*** Opening of RECORDS FOR THIS TASK ***

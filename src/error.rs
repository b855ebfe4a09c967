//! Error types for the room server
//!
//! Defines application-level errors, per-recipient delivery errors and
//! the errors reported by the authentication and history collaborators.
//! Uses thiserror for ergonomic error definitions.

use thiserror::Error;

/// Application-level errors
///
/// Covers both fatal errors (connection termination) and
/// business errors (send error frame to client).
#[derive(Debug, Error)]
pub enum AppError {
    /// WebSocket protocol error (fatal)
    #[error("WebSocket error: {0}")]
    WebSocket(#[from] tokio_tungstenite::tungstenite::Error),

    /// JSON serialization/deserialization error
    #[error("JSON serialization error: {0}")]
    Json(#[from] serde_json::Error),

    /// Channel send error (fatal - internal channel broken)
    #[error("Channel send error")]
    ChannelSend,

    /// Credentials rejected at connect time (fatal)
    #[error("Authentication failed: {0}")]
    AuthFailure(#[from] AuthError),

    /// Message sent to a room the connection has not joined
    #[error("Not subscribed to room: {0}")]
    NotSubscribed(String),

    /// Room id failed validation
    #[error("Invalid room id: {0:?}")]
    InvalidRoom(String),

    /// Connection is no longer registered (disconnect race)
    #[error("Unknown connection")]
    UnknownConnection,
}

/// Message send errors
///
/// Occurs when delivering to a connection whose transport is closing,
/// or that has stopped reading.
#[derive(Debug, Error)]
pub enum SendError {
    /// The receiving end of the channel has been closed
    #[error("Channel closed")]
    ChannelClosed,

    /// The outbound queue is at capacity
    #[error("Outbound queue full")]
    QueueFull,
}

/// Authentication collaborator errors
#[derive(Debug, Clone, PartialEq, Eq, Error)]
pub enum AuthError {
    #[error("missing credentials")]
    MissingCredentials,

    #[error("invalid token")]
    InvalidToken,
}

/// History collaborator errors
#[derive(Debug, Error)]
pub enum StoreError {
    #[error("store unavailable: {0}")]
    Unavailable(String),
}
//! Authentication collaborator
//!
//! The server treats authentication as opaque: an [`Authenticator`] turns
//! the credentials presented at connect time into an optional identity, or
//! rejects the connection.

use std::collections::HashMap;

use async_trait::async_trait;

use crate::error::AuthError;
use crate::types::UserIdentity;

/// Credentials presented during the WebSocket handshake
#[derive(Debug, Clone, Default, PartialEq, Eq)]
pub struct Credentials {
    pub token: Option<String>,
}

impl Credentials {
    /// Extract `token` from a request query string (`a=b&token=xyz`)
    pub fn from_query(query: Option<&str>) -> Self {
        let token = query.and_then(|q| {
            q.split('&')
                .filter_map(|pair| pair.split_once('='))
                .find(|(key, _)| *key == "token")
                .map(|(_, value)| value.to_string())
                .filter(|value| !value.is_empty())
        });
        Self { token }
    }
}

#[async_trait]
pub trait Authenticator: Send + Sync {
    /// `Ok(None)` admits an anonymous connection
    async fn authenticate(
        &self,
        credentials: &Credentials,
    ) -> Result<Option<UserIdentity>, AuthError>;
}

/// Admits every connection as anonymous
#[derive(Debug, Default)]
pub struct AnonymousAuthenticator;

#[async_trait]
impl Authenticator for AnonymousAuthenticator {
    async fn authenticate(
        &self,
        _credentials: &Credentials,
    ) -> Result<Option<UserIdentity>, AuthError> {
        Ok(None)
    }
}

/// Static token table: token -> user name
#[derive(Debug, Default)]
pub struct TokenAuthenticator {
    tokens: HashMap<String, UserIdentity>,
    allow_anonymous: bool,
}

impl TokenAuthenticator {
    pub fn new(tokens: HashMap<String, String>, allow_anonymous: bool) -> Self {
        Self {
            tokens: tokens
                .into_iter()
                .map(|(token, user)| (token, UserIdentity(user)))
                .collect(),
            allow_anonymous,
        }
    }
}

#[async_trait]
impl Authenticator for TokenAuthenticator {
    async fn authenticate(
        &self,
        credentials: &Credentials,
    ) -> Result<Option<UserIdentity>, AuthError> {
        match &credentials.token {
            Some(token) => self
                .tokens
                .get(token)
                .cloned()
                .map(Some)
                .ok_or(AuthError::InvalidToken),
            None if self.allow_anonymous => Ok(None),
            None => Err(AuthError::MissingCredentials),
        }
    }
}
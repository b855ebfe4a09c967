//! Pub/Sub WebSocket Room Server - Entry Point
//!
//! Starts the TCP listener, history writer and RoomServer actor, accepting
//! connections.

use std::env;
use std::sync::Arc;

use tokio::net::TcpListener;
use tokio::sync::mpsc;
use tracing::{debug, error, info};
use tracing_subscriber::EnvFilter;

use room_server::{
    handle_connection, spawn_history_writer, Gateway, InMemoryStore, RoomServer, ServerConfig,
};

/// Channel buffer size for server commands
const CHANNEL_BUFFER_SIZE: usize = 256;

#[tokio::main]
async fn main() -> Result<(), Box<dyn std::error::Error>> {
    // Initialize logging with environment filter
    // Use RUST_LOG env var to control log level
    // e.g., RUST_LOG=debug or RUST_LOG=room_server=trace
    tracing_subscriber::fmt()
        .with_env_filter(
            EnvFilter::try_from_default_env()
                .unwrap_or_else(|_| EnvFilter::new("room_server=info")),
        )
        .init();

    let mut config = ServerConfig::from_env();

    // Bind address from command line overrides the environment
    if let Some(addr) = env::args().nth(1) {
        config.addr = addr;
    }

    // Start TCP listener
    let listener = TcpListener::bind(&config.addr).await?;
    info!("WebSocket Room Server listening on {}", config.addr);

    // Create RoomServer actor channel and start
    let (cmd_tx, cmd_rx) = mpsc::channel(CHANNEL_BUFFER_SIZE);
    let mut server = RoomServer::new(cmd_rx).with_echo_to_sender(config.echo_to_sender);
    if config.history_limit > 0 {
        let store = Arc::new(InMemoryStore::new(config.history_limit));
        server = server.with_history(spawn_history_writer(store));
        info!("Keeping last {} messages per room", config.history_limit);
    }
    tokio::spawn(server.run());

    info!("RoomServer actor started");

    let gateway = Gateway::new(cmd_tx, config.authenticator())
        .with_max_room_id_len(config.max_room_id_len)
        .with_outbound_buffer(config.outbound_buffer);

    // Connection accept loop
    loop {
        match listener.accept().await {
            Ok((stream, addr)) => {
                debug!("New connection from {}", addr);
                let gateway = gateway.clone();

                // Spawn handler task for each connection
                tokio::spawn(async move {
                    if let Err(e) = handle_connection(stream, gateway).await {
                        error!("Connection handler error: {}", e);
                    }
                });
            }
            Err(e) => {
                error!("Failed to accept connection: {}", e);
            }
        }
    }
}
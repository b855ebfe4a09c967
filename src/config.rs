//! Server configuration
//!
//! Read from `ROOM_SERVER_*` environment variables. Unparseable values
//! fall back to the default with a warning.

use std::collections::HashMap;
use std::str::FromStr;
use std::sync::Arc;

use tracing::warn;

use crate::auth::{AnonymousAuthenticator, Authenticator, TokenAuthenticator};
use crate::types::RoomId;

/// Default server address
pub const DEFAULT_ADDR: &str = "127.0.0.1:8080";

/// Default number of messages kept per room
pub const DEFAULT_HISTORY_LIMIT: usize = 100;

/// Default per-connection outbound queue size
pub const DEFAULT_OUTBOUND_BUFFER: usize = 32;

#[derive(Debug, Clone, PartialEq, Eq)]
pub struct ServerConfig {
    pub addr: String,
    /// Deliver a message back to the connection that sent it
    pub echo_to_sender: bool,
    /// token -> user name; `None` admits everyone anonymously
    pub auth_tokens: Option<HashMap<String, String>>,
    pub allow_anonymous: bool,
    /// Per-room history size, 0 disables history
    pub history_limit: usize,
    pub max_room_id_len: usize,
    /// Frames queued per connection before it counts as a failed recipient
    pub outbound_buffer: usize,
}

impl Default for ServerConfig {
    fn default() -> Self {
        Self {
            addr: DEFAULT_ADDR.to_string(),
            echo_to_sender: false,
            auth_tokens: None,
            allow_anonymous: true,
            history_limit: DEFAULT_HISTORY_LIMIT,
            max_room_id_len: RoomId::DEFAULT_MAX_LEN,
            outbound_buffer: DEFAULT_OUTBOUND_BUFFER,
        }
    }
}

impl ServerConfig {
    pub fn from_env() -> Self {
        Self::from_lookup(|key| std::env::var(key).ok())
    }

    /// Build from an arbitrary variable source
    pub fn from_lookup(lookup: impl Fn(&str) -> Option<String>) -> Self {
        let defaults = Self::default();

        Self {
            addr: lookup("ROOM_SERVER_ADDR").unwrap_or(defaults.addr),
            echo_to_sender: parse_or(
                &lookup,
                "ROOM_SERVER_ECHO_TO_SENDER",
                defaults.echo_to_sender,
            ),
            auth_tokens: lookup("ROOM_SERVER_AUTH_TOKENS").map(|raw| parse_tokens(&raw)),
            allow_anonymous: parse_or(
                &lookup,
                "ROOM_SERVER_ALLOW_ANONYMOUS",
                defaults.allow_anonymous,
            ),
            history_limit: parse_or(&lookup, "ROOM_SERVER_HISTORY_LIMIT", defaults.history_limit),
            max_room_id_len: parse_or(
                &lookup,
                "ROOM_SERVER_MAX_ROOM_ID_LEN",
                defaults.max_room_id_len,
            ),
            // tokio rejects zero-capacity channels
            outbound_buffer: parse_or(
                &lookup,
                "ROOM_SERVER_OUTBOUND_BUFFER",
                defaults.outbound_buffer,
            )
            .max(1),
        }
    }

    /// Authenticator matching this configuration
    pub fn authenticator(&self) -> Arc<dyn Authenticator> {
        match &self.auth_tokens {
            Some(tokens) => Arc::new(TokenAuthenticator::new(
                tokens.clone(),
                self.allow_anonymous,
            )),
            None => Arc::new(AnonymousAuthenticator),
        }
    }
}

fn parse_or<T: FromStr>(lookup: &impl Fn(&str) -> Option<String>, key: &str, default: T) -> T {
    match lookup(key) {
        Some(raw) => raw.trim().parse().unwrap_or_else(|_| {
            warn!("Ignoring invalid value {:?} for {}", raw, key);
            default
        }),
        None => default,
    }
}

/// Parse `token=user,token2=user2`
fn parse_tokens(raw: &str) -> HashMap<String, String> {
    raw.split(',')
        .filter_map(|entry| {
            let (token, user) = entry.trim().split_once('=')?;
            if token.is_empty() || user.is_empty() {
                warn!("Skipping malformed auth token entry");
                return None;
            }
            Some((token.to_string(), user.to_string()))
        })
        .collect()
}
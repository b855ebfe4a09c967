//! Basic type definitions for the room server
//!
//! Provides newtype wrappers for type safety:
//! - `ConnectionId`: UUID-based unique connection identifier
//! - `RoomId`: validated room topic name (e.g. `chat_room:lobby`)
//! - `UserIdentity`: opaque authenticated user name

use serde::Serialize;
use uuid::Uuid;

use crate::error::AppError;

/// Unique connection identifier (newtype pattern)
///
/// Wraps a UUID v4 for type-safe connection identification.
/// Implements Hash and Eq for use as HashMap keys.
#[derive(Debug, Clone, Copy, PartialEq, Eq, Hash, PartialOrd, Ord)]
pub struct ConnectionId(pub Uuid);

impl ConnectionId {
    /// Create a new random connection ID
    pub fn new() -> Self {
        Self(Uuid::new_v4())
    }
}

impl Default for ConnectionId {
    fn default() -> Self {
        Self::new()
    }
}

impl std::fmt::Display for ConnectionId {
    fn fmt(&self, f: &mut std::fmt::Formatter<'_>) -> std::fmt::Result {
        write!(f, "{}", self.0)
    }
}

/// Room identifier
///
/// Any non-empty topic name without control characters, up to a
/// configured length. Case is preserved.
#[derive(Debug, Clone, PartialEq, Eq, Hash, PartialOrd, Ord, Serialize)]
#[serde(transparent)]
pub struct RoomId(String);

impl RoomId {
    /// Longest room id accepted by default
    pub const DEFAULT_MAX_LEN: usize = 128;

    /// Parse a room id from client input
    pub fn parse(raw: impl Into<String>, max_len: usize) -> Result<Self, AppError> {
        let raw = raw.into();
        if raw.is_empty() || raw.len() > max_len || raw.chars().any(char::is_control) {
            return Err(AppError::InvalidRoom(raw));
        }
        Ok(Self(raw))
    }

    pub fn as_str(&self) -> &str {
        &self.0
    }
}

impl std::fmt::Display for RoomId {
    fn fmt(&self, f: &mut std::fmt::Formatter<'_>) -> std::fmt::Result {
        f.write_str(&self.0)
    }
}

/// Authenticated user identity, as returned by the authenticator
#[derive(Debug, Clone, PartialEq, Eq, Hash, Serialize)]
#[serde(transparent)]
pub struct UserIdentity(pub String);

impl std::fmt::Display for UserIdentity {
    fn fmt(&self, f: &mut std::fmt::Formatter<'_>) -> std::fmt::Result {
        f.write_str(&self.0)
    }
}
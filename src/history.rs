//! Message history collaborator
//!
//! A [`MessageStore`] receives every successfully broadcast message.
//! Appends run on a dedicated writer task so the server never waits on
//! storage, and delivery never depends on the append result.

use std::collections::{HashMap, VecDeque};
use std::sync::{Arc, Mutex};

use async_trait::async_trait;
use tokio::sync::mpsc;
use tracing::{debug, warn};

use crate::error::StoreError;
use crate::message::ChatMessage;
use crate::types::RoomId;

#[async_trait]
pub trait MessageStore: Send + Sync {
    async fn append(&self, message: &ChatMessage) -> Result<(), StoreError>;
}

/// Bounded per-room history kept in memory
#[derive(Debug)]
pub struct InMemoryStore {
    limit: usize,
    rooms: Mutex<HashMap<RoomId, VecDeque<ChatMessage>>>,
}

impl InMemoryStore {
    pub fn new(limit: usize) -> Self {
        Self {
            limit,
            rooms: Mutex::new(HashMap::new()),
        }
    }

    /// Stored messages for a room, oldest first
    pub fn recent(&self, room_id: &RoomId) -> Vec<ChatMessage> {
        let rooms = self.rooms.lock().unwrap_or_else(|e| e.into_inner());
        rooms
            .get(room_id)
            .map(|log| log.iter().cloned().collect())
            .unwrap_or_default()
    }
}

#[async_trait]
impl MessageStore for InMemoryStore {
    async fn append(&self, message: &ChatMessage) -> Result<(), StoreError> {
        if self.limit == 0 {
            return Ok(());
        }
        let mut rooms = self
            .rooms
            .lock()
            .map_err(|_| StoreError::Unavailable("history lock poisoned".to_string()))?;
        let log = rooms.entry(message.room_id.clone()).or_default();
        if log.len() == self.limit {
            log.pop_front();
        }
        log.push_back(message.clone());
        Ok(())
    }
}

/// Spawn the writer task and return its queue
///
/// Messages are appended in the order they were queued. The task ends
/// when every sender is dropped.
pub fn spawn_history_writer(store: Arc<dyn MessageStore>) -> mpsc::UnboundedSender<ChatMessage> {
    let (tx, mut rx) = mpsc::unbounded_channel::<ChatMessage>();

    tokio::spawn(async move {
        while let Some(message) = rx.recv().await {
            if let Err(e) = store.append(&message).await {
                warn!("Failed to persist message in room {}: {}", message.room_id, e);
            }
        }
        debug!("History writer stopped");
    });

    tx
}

*** Close of RECORDS FOR THIS TASK ***

◆ YOUR INSTRUCTIONS ◆
Lines containing the word "kept" are to be tallied across the entries above; give only the resulting count.

◆ RESPONSE ◆
2